- **AIM OF THE EXERCISE**
Only a number is wanted here: the count of lines in the entries below that contain the word "Lima".

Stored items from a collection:
****************************************
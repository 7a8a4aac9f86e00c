use anyhow::{bail, Context, Result};
use std::env;
use std::path::PathBuf;
use tracing_subscriber::{layer::SubscriberExt, util::SubscriberInitExt};

use bank_registry::{Account, Bank, BankAccount, BankConfig, Client, FeeCharge};

#[derive(Debug, Default)]
struct Options {
    config: Option<PathBuf>,
    json: bool,
    csv: bool,
}

fn parse_args() -> Result<Options> {
    let mut options = Options::default();
    let mut args = env::args().skip(1);

    while let Some(arg) = args.next() {
        match arg.as_str() {
            "--config" => {
                let path = args.next().context("--config needs a file path")?;
                options.config = Some(PathBuf::from(path));
            }
            "--json" => options.json = true,
            "--csv" => options.csv = true,
            other => bail!(
                "Unknown argument: {} (usage: bank-demo [--config <path>] [--json] [--csv])",
                other
            ),
        }
    }

    Ok(options)
}

fn main() -> Result<()> {
    // Logs go to stderr so stdout stays the demo transcript
    tracing_subscriber::registry()
        .with(
            tracing_subscriber::EnvFilter::try_from_default_env()
                .unwrap_or_else(|_| "info".into()),
        )
        .with(tracing_subscriber::fmt::layer().with_writer(std::io::stderr))
        .init();

    let options = parse_args()?;
    let config = BankConfig::load(options.config.as_deref())?;

    run_demo(&config, &options)
}

fn print_statement(account: &Account, json: bool) -> Result<()> {
    let statement = account.statement();
    if json {
        println!("{}", statement.to_json().context("Failed to serialize statement")?);
    } else {
        println!("{}", statement);
    }
    Ok(())
}

fn find(bank: &Bank, number: u32) -> Result<&Account> {
    bank.find_account(number)
        .with_context(|| format!("Account {} is not registered", number))
}

fn run_demo(config: &BankConfig, options: &Options) -> Result<()> {
    // Clients
    let joao = Client::shared("João Silva", "123.456.789-00", "(11) 99999-9999");
    let maria = Client::shared("Maria Santos", "987.654.321-00", "(11) 88888-8888");

    // Accounts
    let mut bank = Bank::with_config(config)?;
    let checking = bank.open_checking(joao)?;
    let savings = bank.open_savings(maria)?;

    println!("=== BANK SYSTEM DEMO ===\n");

    println!("1. Initial deposits:");
    for (number, amount) in [(checking, 1000.0), (savings, 500.0)] {
        bank.find_account_mut(number)
            .with_context(|| format!("Account {} is not registered", number))?
            .deposit(amount)?;
        println!("Deposited {:.2} into account {}", amount, number);
    }
    println!();

    println!("2. Bank accounts:");
    if options.csv {
        bank.export_summaries_csv(std::io::stdout())?;
    } else {
        println!("{}", bank);
    }
    println!();

    println!("3. Statements:");
    for number in [checking, savings] {
        print_statement(find(&bank, number)?, options.json)?;
        println!();
    }

    println!("4. Transfer:");
    match bank.transfer(checking, savings, 200.0) {
        Ok(()) => println!("Transferred 200.00 from checking to savings\n"),
        Err(e) => println!("Transfer failed: {}\n", e),
    }

    println!("5. Withdrawal:");
    let withdrawal = bank
        .find_account_mut(savings)
        .with_context(|| format!("Account {} is not registered", savings))?
        .withdraw(100.0);
    match withdrawal {
        Ok(()) => println!("Withdrew 100.00 from savings\n"),
        Err(e) => println!("Withdrawal failed: {}\n", e),
    }

    println!("6. Account-specific operations:");
    if let Some(account) = bank.find_account_mut(checking).and_then(Account::as_checking_mut) {
        match account.charge_maintenance_fee() {
            FeeCharge::Charged { fee } => println!("Maintenance fee charged: {:.2}", fee),
            FeeCharge::Declined { .. } => {
                println!("Insufficient balance for the maintenance fee")
            }
        }
    }
    if let Some(account) = bank.find_account_mut(savings).and_then(Account::as_savings_mut) {
        let interest = account.apply_interest();
        println!("Interest applied: {:.2}", interest);
    }
    println!();

    println!("7. Final statements:");
    for number in [checking, savings] {
        print_statement(find(&bank, number)?, options.json)?;
        println!();
    }

    // Same statement call for every variant, straight off the registry
    println!("8. Polymorphism:");
    for account in bank.accounts() {
        print_statement(account, options.json)?;
        println!();
    }

    println!("Total balance at {}: {:.2}", bank.name(), bank.total_balance());

    Ok(())
}
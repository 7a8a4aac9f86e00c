// 💳 Account Entity - shared balance rules for every account variant
//
// Layout:
// - AccountCore: branch, number, balance, owner + the mutation rules
// - BankAccount: contract implemented by each variant (and by `Account`)
// - Account: closed set of variants {Checking, Savings}
//
// Invariant: no single operation leaves the balance negative. Failed
// operations leave every balance untouched.

use chrono::{DateTime, Utc};
use serde::{Deserialize, Serialize};
use std::fmt;
use tracing::{debug, info};

use crate::entities::checking::CheckingAccount;
use crate::entities::client::SharedClient;
use crate::entities::savings::SavingsAccount;
use crate::error::{AccountError, AccountResult};
use crate::numbering::{AccountNumberSequence, DEFAULT_BRANCH_CODE};
use crate::statement::{AccountSummary, Statement, StatementDetail};

// ============================================================================
// ACCOUNT TYPE
// ============================================================================

#[derive(Debug, Clone, Copy, PartialEq, Eq, Hash, Serialize, Deserialize)]
pub enum AccountType {
    /// Checking account (monthly maintenance fee)
    Checking,

    /// Savings account (monthly interest)
    Savings,
}

impl AccountType {
    pub fn as_str(&self) -> &'static str {
        match self {
            AccountType::Checking => "Checking",
            AccountType::Savings => "Savings",
        }
    }
}

impl fmt::Display for AccountType {
    fn fmt(&self, f: &mut fmt::Formatter<'_>) -> fmt::Result {
        f.write_str(self.as_str())
    }
}

// ============================================================================
// ACCOUNT CORE
// ============================================================================

/// State and balance rules common to every account variant.
///
/// Not `Clone`: a copy would carry the same account number.
#[derive(Debug)]
pub struct AccountCore {
    branch_code: u32,
    number: u32,
    balance: f64,
    owner: SharedClient,
    opened_at: DateTime<Utc>,
}

impl AccountCore {
    /// Zero-balance account with an explicit branch and number
    pub fn new(branch_code: u32, number: u32, owner: SharedClient) -> Self {
        AccountCore {
            branch_code,
            number,
            balance: 0.0,
            owner,
            opened_at: Utc::now(),
        }
    }

    /// Zero-balance account on the default branch, numbered from `numbers`
    pub fn open(owner: SharedClient, numbers: &mut AccountNumberSequence) -> AccountResult<Self> {
        Ok(Self::new(DEFAULT_BRANCH_CODE, numbers.next_number()?, owner))
    }

    pub fn branch_code(&self) -> u32 {
        self.branch_code
    }

    pub fn number(&self) -> u32 {
        self.number
    }

    pub fn balance(&self) -> f64 {
        self.balance
    }

    pub fn owner(&self) -> &SharedClient {
        &self.owner
    }

    /// Owner's current name (follows renames of the shared client)
    pub fn owner_name(&self) -> String {
        self.owner.borrow().name().to_string()
    }

    pub fn opened_at(&self) -> DateTime<Utc> {
        self.opened_at
    }

    pub fn withdraw(&mut self, amount: f64) -> AccountResult<()> {
        validate_amount(amount)?;
        if amount > self.balance {
            return Err(AccountError::InsufficientFunds {
                requested: amount,
                available: self.balance,
            });
        }

        self.balance -= amount;
        debug!(account = self.number, amount, balance = self.balance, "withdraw");
        Ok(())
    }

    pub fn deposit(&mut self, amount: f64) -> AccountResult<()> {
        validate_amount(amount)?;

        let balance = self.balance + amount;
        if !balance.is_finite() {
            return Err(AccountError::InvalidAmount { amount });
        }

        self.balance = balance;
        debug!(account = self.number, amount, balance = self.balance, "deposit");
        Ok(())
    }

    /// Withdraw here, deposit on `destination`. Both legs apply or neither.
    pub fn transfer(&mut self, amount: f64, destination: &mut AccountCore) -> AccountResult<()> {
        let before = self.balance;
        self.withdraw(amount)?;

        if let Err(err) = destination.deposit(amount) {
            self.balance = before;
            return Err(err);
        }

        info!(
            from = self.number,
            to = destination.number,
            amount,
            "transfer completed"
        );
        Ok(())
    }

    /// Subtract a charge the caller already checked against the balance
    pub(crate) fn debit_unchecked(&mut self, amount: f64) {
        self.balance -= amount;
    }

    /// Add a computed credit (interest); no positivity requirement
    pub(crate) fn credit_unchecked(&mut self, amount: f64) {
        self.balance += amount;
    }
}

fn validate_amount(amount: f64) -> AccountResult<()> {
    if amount.is_finite() && amount > 0.0 {
        Ok(())
    } else {
        Err(AccountError::InvalidAmount { amount })
    }
}

// ============================================================================
// ACCOUNT CONTRACT
// ============================================================================

/// Contract shared by every account variant.
///
/// Variants only provide access to their `AccountCore`, their label and
/// their statement detail; deposit/withdraw/transfer are common.
pub trait BankAccount {
    fn core(&self) -> &AccountCore;

    fn core_mut(&mut self) -> &mut AccountCore;

    fn account_type(&self) -> AccountType;

    /// Variant-specific part of the statement
    fn statement_detail(&self) -> StatementDetail;

    fn deposit(&mut self, amount: f64) -> AccountResult<()> {
        self.core_mut().deposit(amount)
    }

    fn withdraw(&mut self, amount: f64) -> AccountResult<()> {
        self.core_mut().withdraw(amount)
    }

    fn transfer<D>(&mut self, amount: f64, destination: &mut D) -> AccountResult<()>
    where
        Self: Sized,
        D: BankAccount,
    {
        self.core_mut().transfer(amount, destination.core_mut())
    }

    fn balance(&self) -> f64 {
        self.core().balance()
    }

    fn number(&self) -> u32 {
        self.core().number()
    }

    fn branch_code(&self) -> u32 {
        self.core().branch_code()
    }

    fn owner(&self) -> &SharedClient {
        self.core().owner()
    }

    fn opened_at(&self) -> DateTime<Utc> {
        self.core().opened_at()
    }

    fn statement(&self) -> Statement {
        Statement::new(self.core(), self.account_type(), self.statement_detail())
    }

    fn summary(&self) -> AccountSummary {
        AccountSummary::new(self.core(), self.account_type())
    }
}

// ============================================================================
// ACCOUNT (closed set of variants)
// ============================================================================

#[derive(Debug)]
pub enum Account {
    Checking(CheckingAccount),
    Savings(SavingsAccount),
}

impl Account {
    pub fn as_checking(&self) -> Option<&CheckingAccount> {
        match self {
            Account::Checking(checking) => Some(checking),
            Account::Savings(_) => None,
        }
    }

    pub fn as_checking_mut(&mut self) -> Option<&mut CheckingAccount> {
        match self {
            Account::Checking(checking) => Some(checking),
            Account::Savings(_) => None,
        }
    }

    pub fn as_savings(&self) -> Option<&SavingsAccount> {
        match self {
            Account::Savings(savings) => Some(savings),
            Account::Checking(_) => None,
        }
    }

    pub fn as_savings_mut(&mut self) -> Option<&mut SavingsAccount> {
        match self {
            Account::Savings(savings) => Some(savings),
            Account::Checking(_) => None,
        }
    }
}

impl BankAccount for Account {
    fn core(&self) -> &AccountCore {
        match self {
            Account::Checking(checking) => checking.core(),
            Account::Savings(savings) => savings.core(),
        }
    }

    fn core_mut(&mut self) -> &mut AccountCore {
        match self {
            Account::Checking(checking) => checking.core_mut(),
            Account::Savings(savings) => savings.core_mut(),
        }
    }

    fn account_type(&self) -> AccountType {
        match self {
            Account::Checking(checking) => checking.account_type(),
            Account::Savings(savings) => savings.account_type(),
        }
    }

    fn statement_detail(&self) -> StatementDetail {
        match self {
            Account::Checking(checking) => checking.statement_detail(),
            Account::Savings(savings) => savings.statement_detail(),
        }
    }
}

impl From<CheckingAccount> for Account {
    fn from(checking: CheckingAccount) -> Self {
        Account::Checking(checking)
    }
}

impl From<SavingsAccount> for Account {
    fn from(savings: SavingsAccount) -> Self {
        Account::Savings(savings)
    }
}

// ============================================================================
// TESTS
// ============================================================================

#[cfg(test)]
mod tests {
    use super::*;
    use crate::entities::client::Client;
    use rstest::rstest;
    use std::rc::Rc;

    fn funded_core(balance: f64) -> AccountCore {
        let mut numbers = AccountNumberSequence::new();
        let mut core =
            AccountCore::open(Client::shared("Test", "000", "000"), &mut numbers).unwrap();
        if balance > 0.0 {
            core.deposit(balance).unwrap();
        }
        core
    }

    #[test]
    fn test_core_creation() {
        let owner = Client::shared("João Silva", "123", "456");
        let mut numbers = AccountNumberSequence::starting_at(7);
        let core = AccountCore::open(Rc::clone(&owner), &mut numbers).unwrap();

        assert_eq!(core.branch_code(), DEFAULT_BRANCH_CODE);
        assert_eq!(core.number(), 7);
        assert_eq!(core.balance(), 0.0);
        assert!(Rc::ptr_eq(core.owner(), &owner));
        assert!(core.opened_at() <= Utc::now());
        assert_eq!(numbers.peek(), Some(8));
    }

    #[test]
    fn test_deposit_increases_balance() {
        let mut core = funded_core(0.0);
        core.deposit(250.0).unwrap();
        core.deposit(50.0).unwrap();
        assert_eq!(core.balance(), 300.0);
    }

    #[test]
    fn test_withdraw_whole_balance() {
        let mut core = funded_core(100.0);
        core.withdraw(100.0).unwrap();
        assert_eq!(core.balance(), 0.0);
    }

    #[test]
    fn test_withdraw_over_balance_fails_without_effect() {
        let mut core = funded_core(100.0);
        let err = core.withdraw(100.01).unwrap_err();

        assert_eq!(
            err,
            AccountError::InsufficientFunds {
                requested: 100.01,
                available: 100.0
            }
        );
        assert_eq!(core.balance(), 100.0);
    }

    #[rstest]
    #[case(0.0)]
    #[case(-0.0)]
    #[case(-1.0)]
    #[case(f64::NAN)]
    #[case(f64::INFINITY)]
    #[case(f64::NEG_INFINITY)]
    fn test_invalid_amounts_rejected(#[case] amount: f64) {
        let mut core = funded_core(100.0);

        assert!(core.deposit(amount).unwrap_err().is_invalid_amount());
        assert!(core.withdraw(amount).unwrap_err().is_invalid_amount());
        assert_eq!(core.balance(), 100.0);
    }

    #[test]
    fn test_invalid_amount_checked_before_funds() {
        let mut core = funded_core(0.0);
        assert!(core.withdraw(-10.0).unwrap_err().is_invalid_amount());
    }

    #[test]
    fn test_open_fails_when_numbers_run_out() {
        let mut numbers = AccountNumberSequence::starting_at(u32::MAX);
        let owner = Client::shared("Ana", "1", "2");

        let last = AccountCore::open(Rc::clone(&owner), &mut numbers).unwrap();
        assert_eq!(last.number(), u32::MAX);
        assert_eq!(
            AccountCore::open(owner, &mut numbers).unwrap_err(),
            AccountError::NumbersExhausted
        );
    }

    #[test]
    fn test_deposit_overflowing_balance_rejected() {
        let mut core = funded_core(f64::MAX);

        let err = core.deposit(f64::MAX).unwrap_err();
        assert_eq!(err, AccountError::InvalidAmount { amount: f64::MAX });
        assert_eq!(core.balance(), f64::MAX);
    }

    #[test]
    fn test_transfer_rolls_back_when_deposit_fails() {
        let mut source = funded_core(f64::MAX);
        let mut destination = funded_core(f64::MAX);

        let err = source.transfer(f64::MAX, &mut destination).unwrap_err();
        assert!(err.is_invalid_amount());
        assert_eq!(source.balance(), f64::MAX);
        assert_eq!(destination.balance(), f64::MAX);
    }

    #[test]
    fn test_transfer_moves_amount() {
        let mut source = funded_core(1000.0);
        let mut destination = funded_core(500.0);

        source.transfer(200.0, &mut destination).unwrap();
        assert_eq!(source.balance(), 800.0);
        assert_eq!(destination.balance(), 700.0);
    }

    #[test]
    fn test_failed_transfer_touches_nothing() {
        let mut source = funded_core(50.0);
        let mut destination = funded_core(10.0);

        let err = source.transfer(80.0, &mut destination).unwrap_err();
        assert!(err.is_insufficient_funds());
        assert_eq!(source.balance(), 50.0);
        assert_eq!(destination.balance(), 10.0);

        let err = source.transfer(-1.0, &mut destination).unwrap_err();
        assert!(err.is_invalid_amount());
        assert_eq!(source.balance(), 50.0);
        assert_eq!(destination.balance(), 10.0);
    }

    #[test]
    fn test_owner_name_follows_shared_client() {
        let owner = Client::shared("Ana", "1", "2");
        let mut numbers = AccountNumberSequence::new();
        let core = AccountCore::open(Rc::clone(&owner), &mut numbers).unwrap();

        owner.borrow_mut().set_name("Ana Lima");
        assert_eq!(core.owner_name(), "Ana Lima");
    }

    #[test]
    fn test_account_variant_accessors() {
        let mut numbers = AccountNumberSequence::new();
        let owner = Client::shared("Ana", "1", "2");
        let mut checking: Account =
            CheckingAccount::open(Rc::clone(&owner), &mut numbers).unwrap().into();
        let mut savings: Account = SavingsAccount::open(owner, &mut numbers).unwrap().into();

        assert_eq!(checking.account_type(), AccountType::Checking);
        assert!(checking.as_checking().is_some());
        assert!(checking.as_savings().is_none());
        assert!(checking.as_checking_mut().is_some());

        assert_eq!(savings.account_type(), AccountType::Savings);
        assert!(savings.as_savings_mut().is_some());
        assert!(savings.as_checking().is_none());

        assert_eq!(checking.number(), 1);
        assert_eq!(savings.number(), 2);
    }

    #[test]
    fn test_transfer_between_variants() {
        let mut numbers = AccountNumberSequence::new();
        let mut checking: Account =
            CheckingAccount::open(Client::shared("A", "1", "1"), &mut numbers).unwrap().into();
        let mut savings: Account =
            SavingsAccount::open(Client::shared("B", "2", "2"), &mut numbers).unwrap().into();

        checking.deposit(300.0).unwrap();
        checking.transfer(120.0, &mut savings).unwrap();

        assert_eq!(checking.balance(), 180.0);
        assert_eq!(savings.balance(), 120.0);
    }

    #[test]
    fn test_account_type_labels() {
        assert_eq!(AccountType::Checking.as_str(), "Checking");
        assert_eq!(AccountType::Savings.to_string(), "Savings");
    }
}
****************************************
- **EXERCISE ANSWER**
2